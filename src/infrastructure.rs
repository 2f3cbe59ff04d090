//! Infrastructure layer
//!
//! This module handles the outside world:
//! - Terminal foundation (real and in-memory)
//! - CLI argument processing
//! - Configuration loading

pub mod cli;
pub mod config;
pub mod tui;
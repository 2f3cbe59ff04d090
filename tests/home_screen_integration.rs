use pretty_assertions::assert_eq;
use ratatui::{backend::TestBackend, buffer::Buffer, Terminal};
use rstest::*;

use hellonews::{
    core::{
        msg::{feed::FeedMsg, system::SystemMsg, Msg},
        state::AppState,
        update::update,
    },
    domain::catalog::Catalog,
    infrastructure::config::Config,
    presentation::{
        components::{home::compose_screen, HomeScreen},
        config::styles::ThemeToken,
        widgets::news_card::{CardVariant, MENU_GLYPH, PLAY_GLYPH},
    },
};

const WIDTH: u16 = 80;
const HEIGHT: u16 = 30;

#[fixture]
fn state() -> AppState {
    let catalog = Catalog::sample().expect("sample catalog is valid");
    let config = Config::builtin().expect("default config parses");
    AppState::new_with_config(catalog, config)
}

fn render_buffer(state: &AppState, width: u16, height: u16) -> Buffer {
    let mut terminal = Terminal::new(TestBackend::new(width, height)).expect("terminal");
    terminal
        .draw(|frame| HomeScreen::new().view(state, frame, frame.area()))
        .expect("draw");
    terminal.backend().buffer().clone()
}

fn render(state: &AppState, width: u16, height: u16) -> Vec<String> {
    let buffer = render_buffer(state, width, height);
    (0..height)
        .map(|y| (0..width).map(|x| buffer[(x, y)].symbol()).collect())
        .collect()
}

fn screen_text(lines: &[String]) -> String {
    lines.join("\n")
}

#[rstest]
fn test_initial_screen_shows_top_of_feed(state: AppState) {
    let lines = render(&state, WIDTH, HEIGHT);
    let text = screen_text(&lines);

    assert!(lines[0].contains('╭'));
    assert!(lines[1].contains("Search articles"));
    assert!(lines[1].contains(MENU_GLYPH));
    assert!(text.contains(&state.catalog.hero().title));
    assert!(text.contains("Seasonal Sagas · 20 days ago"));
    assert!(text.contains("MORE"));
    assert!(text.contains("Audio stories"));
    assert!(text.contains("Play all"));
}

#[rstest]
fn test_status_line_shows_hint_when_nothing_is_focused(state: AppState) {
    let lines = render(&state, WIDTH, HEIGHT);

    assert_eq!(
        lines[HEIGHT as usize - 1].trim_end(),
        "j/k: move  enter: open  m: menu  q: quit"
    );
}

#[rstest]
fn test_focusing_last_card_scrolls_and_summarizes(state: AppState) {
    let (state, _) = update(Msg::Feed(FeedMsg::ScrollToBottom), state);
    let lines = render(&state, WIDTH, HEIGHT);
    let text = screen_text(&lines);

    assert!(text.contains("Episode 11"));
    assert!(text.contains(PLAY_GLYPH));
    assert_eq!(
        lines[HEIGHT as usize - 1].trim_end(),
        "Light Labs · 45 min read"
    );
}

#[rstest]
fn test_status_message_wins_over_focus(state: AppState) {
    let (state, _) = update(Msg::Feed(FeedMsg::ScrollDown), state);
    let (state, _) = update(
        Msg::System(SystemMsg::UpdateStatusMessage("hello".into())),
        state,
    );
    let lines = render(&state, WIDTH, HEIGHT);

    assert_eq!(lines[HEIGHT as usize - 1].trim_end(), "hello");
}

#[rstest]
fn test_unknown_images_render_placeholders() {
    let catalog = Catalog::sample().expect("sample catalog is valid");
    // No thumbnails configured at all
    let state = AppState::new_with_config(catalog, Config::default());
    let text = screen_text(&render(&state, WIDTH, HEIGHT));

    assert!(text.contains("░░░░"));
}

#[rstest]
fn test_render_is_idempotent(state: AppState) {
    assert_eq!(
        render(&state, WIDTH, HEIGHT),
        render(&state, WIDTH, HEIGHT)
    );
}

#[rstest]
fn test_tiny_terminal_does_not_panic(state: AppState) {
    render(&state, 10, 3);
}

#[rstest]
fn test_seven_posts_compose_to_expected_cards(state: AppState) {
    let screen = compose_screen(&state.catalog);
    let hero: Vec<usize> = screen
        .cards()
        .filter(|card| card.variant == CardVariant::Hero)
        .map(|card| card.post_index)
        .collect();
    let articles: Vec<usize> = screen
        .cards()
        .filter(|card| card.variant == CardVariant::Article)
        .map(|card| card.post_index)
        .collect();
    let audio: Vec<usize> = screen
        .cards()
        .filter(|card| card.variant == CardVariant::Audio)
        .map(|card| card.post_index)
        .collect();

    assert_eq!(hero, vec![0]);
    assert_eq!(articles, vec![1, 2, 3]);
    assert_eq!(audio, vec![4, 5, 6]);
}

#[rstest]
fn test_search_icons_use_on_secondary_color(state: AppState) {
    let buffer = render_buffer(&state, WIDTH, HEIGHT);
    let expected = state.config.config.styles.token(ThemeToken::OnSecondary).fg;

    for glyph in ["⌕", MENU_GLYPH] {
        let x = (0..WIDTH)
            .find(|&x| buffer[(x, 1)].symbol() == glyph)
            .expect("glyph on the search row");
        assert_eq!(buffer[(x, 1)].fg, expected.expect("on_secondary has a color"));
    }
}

What this task involves: Your task is to transcribe the material exactly.

Written solution:
filename src/infrastructure.rs
repository 2f3cbe59ff04d090
//! Infrastructure layer
//!
//! This module handles the outside world:
//! - Terminal foundation (real and in-memory)
//! - CLI argument processing
//! - Configuration loading

pub mod cli;
pub mod config;
pub mod tui;
repository 2f3cbe59ff04d090
filename tests/home_screen_integration.rs
use pretty_assertions::assert_eq;
use ratatui::{backend::TestBackend, buffer::Buffer, Terminal};
use rstest::*;

use hellonews::{
    core::{
        msg::{feed::FeedMsg, system::SystemMsg, Msg},
        state::AppState,
        update::update,
    },
    domain::catalog::Catalog,
    infrastructure::config::Config,
    presentation::{
        components::{home::compose_screen, HomeScreen},
        config::styles::ThemeToken,
        widgets::news_card::{CardVariant, MENU_GLYPH, PLAY_GLYPH},
    },
};

const WIDTH: u16 = 80;
const HEIGHT: u16 = 30;

#[fixture]
fn state() -> AppState {
    let catalog = Catalog::sample().expect("sample catalog is valid");
    let config = Config::builtin().expect("default config parses");
    AppState::new_with_config(catalog, config)
}

fn render_buffer(state: &AppState, width: u16, height: u16) -> Buffer {
    let mut terminal = Terminal::new(TestBackend::new(width, height)).expect("terminal");
    terminal
        .draw(|frame| HomeScreen::new().view(state, frame, frame.area()))
        .expect("draw");
    terminal.backend().buffer().clone()
}

fn render(state: &AppState, width: u16, height: u16) -> Vec<String> {
    let buffer = render_buffer(state, width, height);
    (0..height)
        .map(|y| (0..width).map(|x| buffer[(x, y)].symbol()).collect())
        .collect()
}

fn screen_text(lines: &[String]) -> String {
    lines.join("\n")
}

#[rstest]
fn test_initial_screen_shows_top_of_feed(state: AppState) {
    let lines = render(&state, WIDTH, HEIGHT);
    let text = screen_text(&lines);

    assert!(lines[0].contains('╭'));
    assert!(lines[1].contains("Search articles"));
    assert!(lines[1].contains(MENU_GLYPH));
    assert!(text.contains(&state.catalog.hero().title));
    assert!(text.contains("Seasonal Sagas · 20 days ago"));
    assert!(text.contains("MORE"));
    assert!(text.contains("Audio stories"));
    assert!(text.contains("Play all"));
}

#[rstest]
fn test_status_line_shows_hint_when_nothing_is_focused(state: AppState) {
    let lines = render(&state, WIDTH, HEIGHT);

    assert_eq!(
        lines[HEIGHT as usize - 1].trim_end(),
        "j/k: move  enter: open  m: menu  q: quit"
    );
}

#[rstest]
fn test_focusing_last_card_scrolls_and_summarizes(state: AppState) {
    let (state, _) = update(Msg::Feed(FeedMsg::ScrollToBottom), state);
    let lines = render(&state, WIDTH, HEIGHT);
    let text = screen_text(&lines);

    assert!(text.contains("Episode 11"));
    assert!(text.contains(PLAY_GLYPH));
    assert_eq!(
        lines[HEIGHT as usize - 1].trim_end(),
        "Light Labs · 45 min read"
    );
}

#[rstest]
fn test_status_message_wins_over_focus(state: AppState) {
    let (state, _) = update(Msg::Feed(FeedMsg::ScrollDown), state);
    let (state, _) = update(
        Msg::System(SystemMsg::UpdateStatusMessage("hello".into())),
        state,
    );
    let lines = render(&state, WIDTH, HEIGHT);

    assert_eq!(lines[HEIGHT as usize - 1].trim_end(), "hello");
}

#[rstest]
fn test_unknown_images_render_placeholders() {
    let catalog = Catalog::sample().expect("sample catalog is valid");
    // No thumbnails configured at all
    let state = AppState::new_with_config(catalog, Config::default());
    let text = screen_text(&render(&state, WIDTH, HEIGHT));

    assert!(text.contains("░░░░"));
}

#[rstest]
fn test_render_is_idempotent(state: AppState) {
    assert_eq!(
        render(&state, WIDTH, HEIGHT),
        render(&state, WIDTH, HEIGHT)
    );
}

#[rstest]
fn test_tiny_terminal_does_not_panic(state: AppState) {
    render(&state, 10, 3);
}

#[rstest]
fn test_seven_posts_compose_to_expected_cards(state: AppState) {
    let screen = compose_screen(&state.catalog);
    let hero: Vec<usize> = screen
        .cards()
        .filter(|card| card.variant == CardVariant::Hero)
        .map(|card| card.post_index)
        .collect();
    let articles: Vec<usize> = screen
        .cards()
        .filter(|card| card.variant == CardVariant::Article)
        .map(|card| card.post_index)
        .collect();
    let audio: Vec<usize> = screen
        .cards()
        .filter(|card| card.variant == CardVariant::Audio)
        .map(|card| card.post_index)
        .collect();

    assert_eq!(hero, vec![0]);
    assert_eq!(articles, vec![1, 2, 3]);
    assert_eq!(audio, vec![4, 5, 6]);
}

#[rstest]
fn test_search_icons_use_on_secondary_color(state: AppState) {
    let buffer = render_buffer(&state, WIDTH, HEIGHT);
    let expected = state.config.config.styles.token(ThemeToken::OnSecondary).fg;

    for glyph in ["⌕", MENU_GLYPH] {
        let x = (0..WIDTH)
            .find(|&x| buffer[(x, 1)].symbol() == glyph)
            .expect("glyph on the search row");
        assert_eq!(buffer[(x, 1)].fg, expected.expect("on_secondary has a color"));
    }
}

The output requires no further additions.